Cell phenotypes and functions are influenced by dynamic interactions with their microenvironment. To examine cellular spatiotemporal activity, we developed SPACECAT—Spatially PhotoActivatable Color Encoded Cell Address Tags—to annotate, track, and isolate cells while preserving viability. In SPACECAT, samples are stained with photocaged fluorescent molecules and cells are labeled by uncaging those molecules with user-patterned near-UV light. SPACECAT offers single-cell precision and temporal stability across diverse cell and tissue types. Illustratively, we target crypt-like regions in patient-derived intestinal organoids to enrich for stem-like and actively mitotic cells, matching literature expectations. Moreover, we apply SPACECAT to ex vivo tissue sections from four healthy organs and an autochthonous lung tumor model. Lastly, we provide a computational framework to identify spatially-biased transcriptome patterns and enriched phenotypes. This minimally perturbative and broadly applicable method links cellular spatiotemporal and/or behavioral phenotypes with diverse downstream assays, enabling insights into the connections between tissue microenvironments and (dys)function. Overall design: Tissue samples from lung tumor were sliced into ~1 mm sections using an acrylic tissue slicer (Braintree Scientific, Inc.). After sectioning, tissue was stained with calcein NVOC as described in “SPACECAT Staining” for at least 30 min prior to imaging and photoactivation. Tissue sections were then imaged and photoactivated as described in “SPACECAT Photoactivation of In Vitro Cell Lines,” using 12 s pulses of 405 nm light at 4X magnification. After photoactivating the lung tumor sections, samples were dissociated by mechanical and enzymatic methods using the gentleMACS Tissue Dissociation Kit (Miltenyi Biotec).
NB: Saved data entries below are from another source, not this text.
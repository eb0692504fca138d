//! The Excimer kinetic Monte Carlo engine.
//!
//! Implements First-Reaction-Method KMC for exciton creation, hopping,
//! and recombination on a 3D lattice: each live particle holds exactly
//! one scheduled event at all times, the global minimum execution time
//! wins each step, and only particles near the touched sites are
//! recalculated afterwards.
//!
//! The entry point is [`Simulation`], constructed from a validated
//! [`SimConfig`]. One instance is strictly sequential; batches are run
//! as independent instances with distinct [`InstanceId`]s and their
//! [`RunSummary`] values merged afterwards.
//!
//! [`InstanceId`]: excimer_core::InstanceId

#![deny(missing_docs)]
#![deny(rustdoc::broken_intra_doc_links)]
#![forbid(unsafe_code)]

pub mod calculator;
pub mod config;
pub mod diag;
pub mod event;
pub mod particle;
pub mod recalc;
pub mod schedule;
pub mod sim;
pub mod summary;

pub use calculator::{compute_next_event, enumerate_hops, HopCandidate, RateParams};
pub use config::{ConfigError, SimConfig};
pub use diag::{BufferSink, DiagnosticSink};
pub use event::{EventKind, ScheduledEvent};
pub use particle::{Particle, ParticleRegistry};
pub use recalc::{affected_particles, RecalcPolicy};
pub use schedule::{EventChoice, EventSchedule};
pub use sim::{SimState, Simulation, StepError};
pub use summary::RunSummary;
//! Integer site coordinates.

use std::fmt;

/// A site position on the 3D lattice.
///
/// Coordinates are plain lattice-unit integers; conversion to physical
/// distances (nm) is owned by the lattice, which knows the unit size.
/// A `Coords` value is only meaningful relative to the lattice that
/// produced it; the engine never constructs coordinates outside
/// `[0, dim)` on any axis.
#[derive(Clone, Copy, Debug, PartialEq, Eq, Hash, PartialOrd, Ord)]
pub struct Coords {
    /// Position along the x axis (length).
    pub x: i32,
    /// Position along the y axis (width).
    pub y: i32,
    /// Position along the z axis (height).
    pub z: i32,
}

impl Coords {
    /// Create a coordinate triple.
    pub const fn new(x: i32, y: i32, z: i32) -> Self {
        Self { x, y, z }
    }

    /// The coordinate values as an array, in `[x, y, z]` axis order.
    pub const fn to_array(self) -> [i32; 3] {
        [self.x, self.y, self.z]
    }
}

impl From<[i32; 3]> for Coords {
    fn from(v: [i32; 3]) -> Self {
        Self::new(v[0], v[1], v[2])
    }
}

impl fmt::Display for Coords {
    fn fmt(&self, f: &mut fmt::Formatter<'_>) -> fmt::Result {
        write!(f, "({},{},{})", self.x, self.y, self.z)
    }
}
Resultant cell suspensions were stained with calcein violet (ThermoFisher, 1:1,000 dilution in PBS0) as an orthogonal indicator of viability. For lung tumor sections, cells were sorted by gating on positive for both calcein violet (viability following dissociation) and calcein NVOC (presence in the region of interest). All experiments leveraged calcein NVOC stained without photoactivation negative control for determining proper gating. Tumor samples were sorted into 500 µL RPMI + 10% FBS and kept on ice for subsequent single-cell RNA-seq.